» **PROBLEM DESCRIPTION**
Set down, exactly as written, every line from the top of the records below to the line containing "use ts_rs::TS;", both ends included, and no others.

» **EXERCISE MATERIALS**
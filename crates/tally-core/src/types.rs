//! # Domain Types
//!
//! Stored entities used throughout Tally POS.
//!
//! ## Type Map
//! ```text
//! ┌─────────────────────────────────────────────────────────────────────────┐
//! │                         Domain Types                                    │
//! │                                                                         │
//! │  ┌─────────────────┐   ┌─────────────────┐   ┌─────────────────┐       │
//! │  │   Ingredient    │◄──│   RecipeItem    │──►│    Product      │       │
//! │  │  ─────────────  │   │  ─────────────  │   │  ─────────────  │       │
//! │  │  quantity (f64) │   │  qty required   │   │  price_cents    │       │
//! │  │  package_size   │   └─────────────────┘   │  linked_ingr.?  │       │
//! │  │  par_level?     │◄────────────────────────│  category_id?   │       │
//! │  └─────────────────┘                          └─────────────────┘       │
//! │                                                                         │
//! │  ┌─────────────────┐   ┌─────────────────┐                             │
//! │  │    Customer     │   │   Transaction   │                             │
//! │  │  ─────────────  │   │  ─────────────  │                             │
//! │  │  balance_cents  │   │  total_cents    │                             │
//! │  │  credit_limit   │   │  void overlay   │                             │
//! │  │  tab_status     │   │  (once only)    │                             │
//! │  └─────────────────┘   └─────────────────┘                             │
//! └─────────────────────────────────────────────────────────────────────────┘
//! ```
//!
//! Derived figures (availability, cost, margin) are deliberately absent;
//! they are computed on read by [`crate::availability`] and [`crate::costing`].

use chrono::{DateTime, Utc};
use serde::{Deserialize, Serialize};
use ts_rs::TS;

use crate::availability::LinkedStock;
use crate::money::Money;
use crate::tab::TabStatus;

// =============================================================================
// Catalog
// =============================================================================

/// A product category (Cocktails, Draft Beer, Merch...).
#[derive(Debug, Clone, PartialEq, Serialize, Deserialize, TS)]
#[cfg_attr(feature = "sqlx", derive(sqlx::FromRow))]
#[ts(export)]
pub struct Category {
    pub id: String,
    pub name: String,
}

/// A stocked raw material.
#[derive(Debug, Clone, PartialEq, Serialize, Deserialize, TS)]
#[cfg_attr(feature = "sqlx", derive(sqlx::FromRow))]
#[ts(export)]
pub struct Ingredient {
    /// Unique identifier (UUID v4).
    pub id: String,

    pub name: String,

    /// On-hand quantity, in `unit`.
    pub current_quantity: f64,

    /// Units per package. One unit of a directly linked product consumes
    /// one package.
    pub package_size: f64,

    /// Reorder threshold, in `unit`. `None` means no threshold.
    pub par_level: Option<f64>,

    /// Unit of measure label ("oz", "ml", "each").
    pub unit: String,

    /// Cost per `unit`, in cents.
    pub unit_cost_cents: Option<i64>,

    pub is_active: bool,

    #[ts(as = "String")]
    pub created_at: DateTime<Utc>,

    #[ts(as = "String")]
    pub updated_at: DateTime<Utc>,
}

impl Ingredient {
    /// Returns the unit cost as Money.
    #[inline]
    pub fn unit_cost(&self) -> Option<Money> {
        self.unit_cost_cents.map(Money::from_cents)
    }

    /// Stock view of this ingredient as a product's direct link.
    pub fn as_linked_stock(&self) -> LinkedStock {
        LinkedStock {
            ingredient_id: self.id.clone(),
            on_hand: self.current_quantity,
            package_size: self.package_size,
            par_level: self.par_level,
        }
    }
}

/// One line of a product's bill of materials.
#[derive(Debug, Clone, PartialEq, Serialize, Deserialize, TS)]
#[cfg_attr(feature = "sqlx", derive(sqlx::FromRow))]
#[ts(export)]
pub struct RecipeItem {
    pub id: String,
    pub product_id: String,
    pub ingredient_id: String,
    /// Quantity of the ingredient consumed per unit sold, in the
    /// ingredient's unit.
    pub quantity_required: f64,
}

/// A sellable catalog entry.
#[derive(Debug, Clone, PartialEq, Serialize, Deserialize, TS)]
#[cfg_attr(feature = "sqlx", derive(sqlx::FromRow))]
#[ts(export)]
pub struct Product {
    pub id: String,
    pub name: String,
    pub category_id: Option<String>,

    /// Price in cents.
    pub price_cents: i64,

    /// Direct stock link. Ignored when the product has recipe items.
    pub linked_ingredient_id: Option<String>,

    pub is_active: bool,

    #[ts(as = "String")]
    pub created_at: DateTime<Utc>,

    #[ts(as = "String")]
    pub updated_at: DateTime<Utc>,
}

impl Product {
    /// Returns the price as a Money type.
    #[inline]
    pub fn price(&self) -> Money {
        Money::from_cents(self.price_cents)
    }
}

// =============================================================================
// Customers
// =============================================================================

/// A customer with a tab account.
#[derive(Debug, Clone, PartialEq, Serialize, Deserialize, TS)]
#[cfg_attr(feature = "sqlx", derive(sqlx::FromRow))]
#[ts(export)]
pub struct Customer {
    pub id: String,
    pub name: String,
    pub email: Option<String>,

    /// Amount owed on the tab, in cents.
    pub balance_cents: i64,

    /// Credit limit in cents. Zero disables tabs for this customer.
    pub credit_limit_cents: i64,

    pub tab_status: TabStatus,

    #[ts(as = "String")]
    pub created_at: DateTime<Utc>,

    #[ts(as = "String")]
    pub updated_at: DateTime<Utc>,
}

impl Customer {
    #[inline]
    pub fn balance(&self) -> Money {
        Money::from_cents(self.balance_cents)
    }

    #[inline]
    pub fn credit_limit(&self) -> Money {
        Money::from_cents(self.credit_limit_cents)
    }
}

// =============================================================================
// Transactions
// =============================================================================

/// A finalized sale with its void overlay.
///
/// Everything except the `void*` fields is frozen once written. The overlay
/// moves from not-voided to voided at most once.
#[derive(Debug, Clone, PartialEq, Serialize, Deserialize, TS)]
#[cfg_attr(feature = "sqlx", derive(sqlx::FromRow))]
#[ts(export)]
pub struct Transaction {
    pub id: String,
    pub receipt_number: String,
    pub customer_id: Option<String>,
    pub employee_id: String,
    pub total_cents: i64,

    #[ts(as = "String")]
    pub created_at: DateTime<Utc>,

    pub is_voided: bool,

    #[ts(as = "Option<String>")]
    pub voided_at: Option<DateTime<Utc>>,

    /// Employee who voided the sale.
    pub voided_by: Option<String>,

    /// Formatted reason, e.g. `"Wrong Items"` or `"Other: damaged goods"`.
    pub void_reason: Option<String>,
}

impl Transaction {
    #[inline]
    pub fn total(&self) -> Money {
        Money::from_cents(self.total_cents)
    }
}

// =============================================================================
// Unit Tests
// =============================================================================

#[cfg(test)]
mod tests {
    use super::*;

    fn lime_juice() -> Ingredient {
        let now = Utc::now();
        Ingredient {
            id: "ing-lime".to_string(),
            name: "Lime Juice".to_string(),
            current_quantity: 32.0,
            package_size: 32.0,
            par_level: Some(64.0),
            unit: "oz".to_string(),
            unit_cost_cents: Some(25),
            is_active: true,
            created_at: now,
            updated_at: now,
        }
    }

    #[test]
    fn test_ingredient_as_linked_stock() {
        let linked = lime_juice().as_linked_stock();
        assert_eq!(linked.ingredient_id, "ing-lime");
        assert_eq!(linked.package_size, 32.0);
        assert_eq!(linked.on_hand, 32.0);
        assert_eq!(linked.par_level, Some(64.0));
    }

    #[test]
    fn test_money_accessors() {
        assert_eq!(lime_juice().unit_cost(), Some(Money::from_cents(25)));
    }
}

» **WRITTEN SOLUTION**
filename crates/tally-core/src/types.rs
//! # Domain Types
//!
//! Stored entities used throughout Tally POS.
//!
//! ## Type Map
//! ```text
//! ┌─────────────────────────────────────────────────────────────────────────┐
//! │                         Domain Types                                    │
//! │                                                                         │
//! │  ┌─────────────────┐   ┌─────────────────┐   ┌─────────────────┐       │
//! │  │   Ingredient    │◄──│   RecipeItem    │──►│    Product      │       │
//! │  │  ─────────────  │   │  ─────────────  │   │  ─────────────  │       │
//! │  │  quantity (f64) │   │  qty required   │   │  price_cents    │       │
//! │  │  package_size   │   └─────────────────┘   │  linked_ingr.?  │       │
//! │  │  par_level?     │◄────────────────────────│  category_id?   │       │
//! │  └─────────────────┘                          └─────────────────┘       │
//! │                                                                         │
//! │  ┌─────────────────┐   ┌─────────────────┐                             │
//! │  │    Customer     │   │   Transaction   │                             │
//! │  │  ─────────────  │   │  ─────────────  │                             │
//! │  │  balance_cents  │   │  total_cents    │                             │
//! │  │  credit_limit   │   │  void overlay   │                             │
//! │  │  tab_status     │   │  (once only)    │                             │
//! │  └─────────────────┘   └─────────────────┘                             │
//! └─────────────────────────────────────────────────────────────────────────┘
//! ```
//!
//! Derived figures (availability, cost, margin) are deliberately absent;
//! they are computed on read by [`crate::availability`] and [`crate::costing`].

use chrono::{DateTime, Utc};
use serde::{Deserialize, Serialize};
use ts_rs::TS;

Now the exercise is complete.